If you have an object instance A that references other objects (for example instances B and C), and you binary serialize A to a file, what happens? Do you now have serialized data that includes A, B and C?

How does it work exactly? What will I get if I deserialize the data? A, B, and C??

(Feel free to include internal workings explanations as well).

richard
  • 12,263
  • 23
  • 95
  • 151

3 Answers3

8

All of the references to other objects will be serialized as well. If you deserialize the data, you will end up with a complete, working set of its data, including objects A, B, and C. That's probably the primary benefit of binary serialization, as opposed to XML serialization.
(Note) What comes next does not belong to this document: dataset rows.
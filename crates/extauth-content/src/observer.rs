//! Read-only session observer, the content-script analog.
//!
//! Asks the coordinator for the current auth state exactly once and logs
//! what it saw. No mutation, no retry; a missing or failed response simply
//! means "not logged in".

use tracing::info;

use extauth_background::CoordinatorHandle;

/// What the observer saw and logged.
#[derive(Debug, Clone, PartialEq, Eq)]
pub struct ObserverReport {
    pub logged_in: bool,
    pub username: Option<String>,
}

/// Content script context bound to one coordinator.
pub struct Observer {
    coordinator: CoordinatorHandle,
}

impl Observer {
    pub fn new(coordinator: CoordinatorHandle) -> Self {
        Self { coordinator }
    }

    /// Query the coordinator once and record the result.
    pub async fn observe(&self) -> ObserverReport {
        let state = match self.coordinator.auth_state().await {
            Ok(state) => state,
            Err(_) => {
                info!("Content script: No user is logged in");
                return ObserverReport {
                    logged_in: false,
                    username: None,
                };
            }
        };

        if state.is_logged_in {
            info!(
                "Content script: User {} is logged in",
                state.username.as_deref().unwrap_or("unknown")
            );
            ObserverReport {
                logged_in: true,
                username: state.username,
            }
        } else {
            info!("Content script: No user is logged in");
            ObserverReport {
                logged_in: false,
                username: None,
            }
        }
    }
}

#[cfg(test)]
mod tests {
    use super::*;
    use extauth_background::{NoopReloadHost, SessionCoordinator};
    use extauth_core::ExtAuthConfig;
    use extauth_store::SessionStore;
    use std::sync::Arc;
    use tempfile::TempDir;

    fn spawn_coordinator(
        dir: &std::path::Path,
    ) -> (CoordinatorHandle, tokio::task::JoinHandle<()>) {
        let store = Arc::new(SessionStore::open(dir).unwrap());
        SessionCoordinator::spawn(store, ExtAuthConfig::for_tests(), Arc::new(NoopReloadHost))
    }

    #[tokio::test]
    async fn test_observe_logged_in_user() {
        let dir = TempDir::new().unwrap();
        let (handle, task) = spawn_coordinator(dir.path());
        handle.login("alice", "tok").await.unwrap();

        let report = Observer::new(handle.clone()).observe().await;
        assert!(report.logged_in);
        assert_eq!(report.username.as_deref(), Some("alice"));

        drop(handle);
        task.await.unwrap();
    }

    #[tokio::test]
    async fn test_observe_nobody_logged_in() {
        let dir = TempDir::new().unwrap();
        let (handle, task) = spawn_coordinator(dir.path());

        let report = Observer::new(handle.clone()).observe().await;
        assert!(!report.logged_in);
        assert_eq!(report.username, None);

        drop(handle);
        task.await.unwrap();
    }

    #[tokio::test]
    async fn test_observe_with_coordinator_gone() {
        let dir = TempDir::new().unwrap();
        let (handle, task) = spawn_coordinator(dir.path());
        task.abort();
        let _ = task.await;

        let report = Observer::new(handle).observe().await;
        assert!(!report.logged_in);
        assert_eq!(report.username, None);
    }
}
If any of the other classes your object holds a reference to are not marked with the [Serializable] attribute, you'll get a SerializationException at run-time (the image of which was shamelessly stolen from the web; run-time errors don't even look like this anymore in the current versions of VS):

    Example of an unhandled SerializationException

Further than that, I'm not really sure what "internal things" you were hoping to understand. Serialization uses reflection to walk through the public and private fields of objects, converting them to a stream of bytes, which are ultimately written out to a data stream. During deserialization, the inverse happens: a stream of bytes is read in from the data stream, which is used to synthesize an exact replicate of the object, along with type information. All of the fields in the object have the same values that they held before; the constructor is not called when an object is deserialized. The easiest way to think about it is that you're simply taking a snapshot-in-place of the object, that you can restore to its original state at will.
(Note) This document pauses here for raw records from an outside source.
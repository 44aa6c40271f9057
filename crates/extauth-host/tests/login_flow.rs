//! End-to-end login flow tests exercising a real coordinator, page, and
//! observer wired together over one profile directory.

use std::path::Path;
use std::sync::Arc;
use std::sync::atomic::{AtomicUsize, Ordering};
use std::time::Duration;

use tempfile::TempDir;
use tokio::task::JoinHandle;

use extauth_background::{CoordinatorHandle, NoopReloadHost, ReloadHost, SessionCoordinator};
use extauth_content::Observer;
use extauth_core::ExtAuthConfig;
use extauth_page::{PageAgent, LOGOUT_PARAM};
use extauth_store::SessionStore;

struct RecordingReloadHost {
    reloads: Arc<AtomicUsize>,
}

impl ReloadHost for RecordingReloadHost {
    fn reload(&self) -> extauth_core::Result<()> {
        self.reloads.fetch_add(1, Ordering::SeqCst);
        Ok(())
    }
}

fn spawn_over(
    dir: &Path,
    config: ExtAuthConfig,
    host: Arc<dyn ReloadHost>,
) -> (CoordinatorHandle, JoinHandle<()>) {
    let store = Arc::new(SessionStore::open(dir.join("session")).unwrap());
    SessionCoordinator::spawn(store, config, host)
}

#[tokio::test]
async fn test_full_login_logout_cycle() {
    let dir = TempDir::new().unwrap();
    let config = ExtAuthConfig::for_tests();
    let (handle, task) = spawn_over(dir.path(), config.clone(), Arc::new(NoopReloadHost));
    let observer = Observer::new(handle.clone());

    // Nobody logged in yet.
    assert!(!observer.observe().await.logged_in);

    let page = PageAgent::new(&dir.path().join("page"), handle.clone(), config);
    page.load().await.unwrap();
    page.login("alice", "pw").await.unwrap();

    // Observer sees the session through the coordinator.
    let report = observer.observe().await;
    assert!(report.logged_in);
    assert_eq!(report.username.as_deref(), Some("alice"));

    page.perform_logout(true).await.unwrap();

    assert!(!observer.observe().await.logged_in);
    assert_eq!(page.ui().status_message(), "User alice logged out");
    assert!(page.local_auth_record().auth_token.is_none());

    drop(page);
    drop(observer);
    drop(handle);
    task.await.unwrap();
}

#[tokio::test]
async fn test_session_survives_coordinator_restart() {
    let dir = TempDir::new().unwrap();
    let config = ExtAuthConfig::for_tests();

    {
        let (handle, task) = spawn_over(dir.path(), config.clone(), Arc::new(NoopReloadHost));
        let page = PageAgent::new(&dir.path().join("page"), handle.clone(), config.clone());
        page.load().await.unwrap();
        page.login("bob", "pw").await.unwrap();
        drop(page);
        drop(handle);
        task.await.unwrap();
    }

    // Fresh coordinator restores from the store alone; no page involved.
    let (handle, task) = spawn_over(dir.path(), config, Arc::new(NoopReloadHost));
    let report = Observer::new(handle.clone()).observe().await;
    assert!(report.logged_in);
    assert_eq!(report.username.as_deref(), Some("bob"));

    drop(handle);
    task.await.unwrap();
}

#[tokio::test]
async fn test_logout_marker_survives_missed_reload() {
    let dir = TempDir::new().unwrap();
    let config = ExtAuthConfig {
        test_mode: false,
        ..ExtAuthConfig::for_tests()
    };
    let (handle, task) = spawn_over(dir.path(), config.clone(), Arc::new(NoopReloadHost));
    let page_dir = dir.path().join("page");

    let page = PageAgent::new(&page_dir, handle.clone(), config.clone());
    page.load().await.unwrap();
    page.login("carol", "pw").await.unwrap();
    page.perform_logout(false).await.unwrap();

    // The navigation lands even though no host reload ever comes.
    tokio::time::sleep(Duration::from_millis(50)).await;
    let href = page.window().href();
    assert_eq!(page.window().query_param(LOGOUT_PARAM).as_deref(), Some("true"));
    drop(page);

    // The next load at that URL consumes the marker and starts clean.
    let page = PageAgent::with_url(&page_dir, &href, handle.clone(), config);
    page.load().await.unwrap();
    assert_eq!(page.ui().status_message(), "Please log in");
    assert_eq!(page.window().query_param(LOGOUT_PARAM), None);

    drop(page);
    drop(handle);
    task.await.unwrap();
}

#[tokio::test]
async fn test_logout_reload_request_reaches_host() {
    let dir = TempDir::new().unwrap();
    let reloads = Arc::new(AtomicUsize::new(0));
    let config = ExtAuthConfig {
        test_mode: false,
        ..ExtAuthConfig::for_tests()
    };
    let (handle, task) = spawn_over(
        dir.path(),
        config.clone(),
        Arc::new(RecordingReloadHost {
            reloads: reloads.clone(),
        }),
    );

    let page = PageAgent::new(&dir.path().join("page"), handle.clone(), config);
    page.load().await.unwrap();
    page.login("dave", "pw").await.unwrap();
    page.perform_logout(false).await.unwrap();

    tokio::time::sleep(Duration::from_millis(50)).await;
    assert_eq!(reloads.load(Ordering::SeqCst), 1);

    drop(page);
    drop(handle);
    task.await.unwrap();
}

#[tokio::test]
async fn test_page_record_and_coordinator_are_independent() {
    let dir = TempDir::new().unwrap();
    let config = ExtAuthConfig::for_tests();
    let (handle, task) = spawn_over(dir.path(), config.clone(), Arc::new(NoopReloadHost));

    // Page A logs in.
    let page_a = PageAgent::new(&dir.path().join("page-a"), handle.clone(), config.clone());
    page_a.load().await.unwrap();
    page_a.login("erin", "pw").await.unwrap();

    // Page B has its own empty record and stays logged out locally,
    // while the coordinator still reports the session.
    let page_b = PageAgent::new(&dir.path().join("page-b"), handle.clone(), config);
    page_b.load().await.unwrap();
    assert_eq!(page_b.ui().status_message(), "Please log in");
    assert!(page_b.local_auth_record().auth_token.is_none());

    let report = Observer::new(handle.clone()).observe().await;
    assert!(report.logged_in);
    assert_eq!(report.username.as_deref(), Some("erin"));

    drop(page_a);
    drop(page_b);
    drop(handle);
    task.await.unwrap();
}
The class that is responsible for the actual serialization and deserialization is called a formatter (it always inherits from the IFormatter interface). It's job is to generate an "object graph", which is a generalized tree containing the object that is being serialized/deserialized as its root. As mentioned above, the formatter uses reflection to walk through this object graph, serializing/deserializing all object references contained by that object. The formatter is also intelligent enough to know not to serialize any object in the graph more than once. If two object references actually point to the same object, this will be detected and that object will only be serialized once. This and other logic prevents entering an infinite loop.
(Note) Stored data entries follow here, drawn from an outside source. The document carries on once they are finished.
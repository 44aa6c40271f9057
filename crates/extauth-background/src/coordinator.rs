//! Session Coordinator: the long-lived authority for login state.
//!
//! Owns the canonical in-memory `SessionState`, answers action-tagged
//! messages from page and content contexts, and mirrors state changes into
//! the persistent store. Acknowledgments go out before persistence: writes
//! are best-effort and never block a caller's reply.

use std::sync::Arc;
use std::time::Duration;

use tokio::sync::{mpsc, oneshot};
use tokio::task::JoinHandle;
use tracing::{debug, info, warn};

use extauth_core::{Error, ExtAuthConfig, Result, SessionState};
use extauth_protocol::{Message, Response};
use extauth_store::SessionStore;

use crate::reload::ReloadHost;

/// A message paired with the reply slot of its sender.
struct Envelope {
    message: Message,
    reply: oneshot::Sender<Response>,
}

/// Cloneable sender half for talking to a running coordinator.
#[derive(Clone)]
pub struct CoordinatorHandle {
    tx: mpsc::UnboundedSender<Envelope>,
}

impl CoordinatorHandle {
    /// Send a message and wait for the coordinator's response.
    pub async fn send(&self, message: Message) -> Result<Response> {
        let (reply_tx, reply_rx) = oneshot::channel();
        self.tx
            .send(Envelope {
                message,
                reply: reply_tx,
            })
            .map_err(|_| Error::Channel("Coordinator is not running".to_string()))?;
        reply_rx
            .await
            .map_err(|_| Error::Channel("Coordinator dropped the reply".to_string()))
    }

    /// Announce a successful login.
    pub async fn login(&self, username: &str, token: &str) -> Result<Response> {
        self.send(Message::Login {
            username: username.to_string(),
            token: token.to_string(),
        })
        .await
    }

    /// Announce a logout, optionally requesting a page reload.
    pub async fn logout(
        &self,
        previous_user: Option<String>,
        request_reload: bool,
    ) -> Result<Response> {
        self.send(Message::Logout {
            previous_user,
            request_reload,
        })
        .await
    }

    /// Snapshot the authoritative session state.
    pub async fn auth_state(&self) -> Result<SessionState> {
        match self.send(Message::GetAuthState).await? {
            Response::State(state) => Ok(state),
            other => Err(Error::Channel(format!(
                "Unexpected response to getAuthState: {:?}",
                other
            ))),
        }
    }

    /// Forward a diagnostic line into the coordinator's log.
    pub async fn log(&self, text: &str) -> Result<Response> {
        self.send(Message::Log {
            text: text.to_string(),
        })
        .await
    }
}

/// Background session authority.
///
/// Restores persisted state at spawn, then serves messages one at a time
/// until every handle is dropped. Per-message handling is atomic; two
/// logins in quick succession simply overwrite each other, last write wins.
pub struct SessionCoordinator {
    state: SessionState,
    store: Arc<SessionStore>,
    config: ExtAuthConfig,
    host: Arc<dyn ReloadHost>,
    pending_reload: Option<JoinHandle<()>>,
}

impl SessionCoordinator {
    /// Spawn the coordinator task.
    ///
    /// Returns the message handle plus the task handle; awaiting the task
    /// after dropping all handles gives a clean shutdown.
    pub fn spawn(
        store: Arc<SessionStore>,
        config: ExtAuthConfig,
        host: Arc<dyn ReloadHost>,
    ) -> (CoordinatorHandle, JoinHandle<()>) {
        let (tx, mut rx) = mpsc::unbounded_channel();

        let task = tokio::spawn(async move {
            let mut coordinator = SessionCoordinator::restore(store, config, host);
            while let Some(Envelope { message, reply }) = rx.recv().await {
                coordinator.handle(message, reply);
            }
            coordinator.shutdown();
        });

        (CoordinatorHandle { tx }, task)
    }

    /// Rebuild in-memory state from whatever the store last persisted.
    /// Restoration is unconditional trust; no token freshness check.
    fn restore(store: Arc<SessionStore>, config: ExtAuthConfig, host: Arc<dyn ReloadHost>) -> Self {
        let state = match store.load_session() {
            Ok(state) => state,
            Err(e) => {
                warn!("Failed to restore session: {}", e);
                SessionState::logged_out()
            }
        };
        if let Some(username) = &state.username {
            info!("Restored login state for {}", username);
        }
        Self {
            state,
            store,
            config,
            host,
            pending_reload: None,
        }
    }

    fn handle(&mut self, message: Message, reply: oneshot::Sender<Response>) {
        match message {
            Message::Login { username, token } => {
                self.state = SessionState::logged_in(username.clone(), token.clone());
                let _ = reply.send(Response::success());
                info!("User {} logged in", username);
                if let Err(e) = self.store.save_session(&username, &token) {
                    warn!("Failed to persist session: {}", e);
                }
            }
            Message::Logout {
                previous_user,
                request_reload,
            } => {
                info!(
                    "User {} logged out",
                    previous_user.as_deref().unwrap_or("unknown")
                );
                debug!(
                    "Logout message: previous_user={:?}, request_reload={}",
                    previous_user, request_reload
                );
                self.state = SessionState::logged_out();
                let _ = reply.send(Response::success());
                if let Err(e) = self.store.clear_session() {
                    warn!("Failed to clear persisted session: {}", e);
                }
                if request_reload {
                    info!("Preparing to reload page");
                    if self.config.test_mode {
                        info!("Skipping page reload in test mode");
                    } else {
                        self.schedule_reload();
                    }
                }
            }
            Message::GetAuthState => {
                let _ = reply.send(Response::State(self.state.clone()));
            }
            Message::SetTestMode => {
                // Accepted for wire compatibility; the flag itself comes
                // from `ExtAuthConfig`, not from callers.
                info!("Test mode message received");
                let _ = reply.send(Response::success());
            }
            Message::Log { text } => {
                info!("Content script log: {}", text);
                let _ = reply.send(Response::received());
            }
        }
    }

    /// Schedule a host reload after the configured delay. The delay gives
    /// callers time to finish their own post-logout UI updates. A newer
    /// logout replaces any reload still pending.
    fn schedule_reload(&mut self) {
        if let Some(pending) = self.pending_reload.take() {
            pending.abort();
        }
        let host = self.host.clone();
        let delay = Duration::from_millis(self.config.reload_delay_ms);
        self.pending_reload = Some(tokio::spawn(async move {
            tokio::time::sleep(delay).await;
            info!("Reloading page now");
            if let Err(e) = host.reload() {
                warn!("Failed to reload page: {}", e);
            }
        }));
    }

    fn shutdown(&mut self) {
        if let Some(pending) = self.pending_reload.take() {
            pending.abort();
        }
    }
}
Of course, it's easy to have a good general understanding of how this process works. It's much harder to actually write the code that implements it yourself. Fortunately, that's already been done for you. Part of the point of the .NET Framework is that all this complicated serialization logic is built in, leaving you free from worrying about it. I don't claim to understand all of it myself, and you certainly don't need to either to take full advantage of the functionality it offers. Years of writing all that code by hand are finally over. You should be rejoicing, rather than worrying about implementation details. :-)

Cody Gray - on strike
  • 239,200
  • 50
  • 490
  • 574
  • Thanks Cody, exactly what I was looking for. The reason I ask for the interal workings of things is that I don't really understand and get the "ah ha" unless I do. I have to visualize everything in order to get it, and remember it. Thanks again for the great answer. – richard Feb 05 '11 at 09:02
  • @Richard: Of course. I understand how that goes, because I'm much the same way myself. I wasn't so much trying to get across that you shouldn't try to understand it. Rather that "it gets incredibly complicated from here", and that little bit of extra knowledge isn't worth understanding to have an appreciation of how it works. Anyway, you're welcome. – Cody Gray - on strike Feb 05 '11 at 09:05
4

Firstly, object A's type must be tagged with the [Serializable] attribute. Serializing A will serialize all its member data, private or public, provided the members' types are also tagged with [Serializable] (or to use your example, provided that B and C's types are marked [Serializable]). Attempts to serialize data, directly or indirectly, of a type that is not [Serializable] will result in an exception.

A number of the built-in .NET types are already marked as [Serializable], including System.Int32 (int), System.Boolean (bool), etc.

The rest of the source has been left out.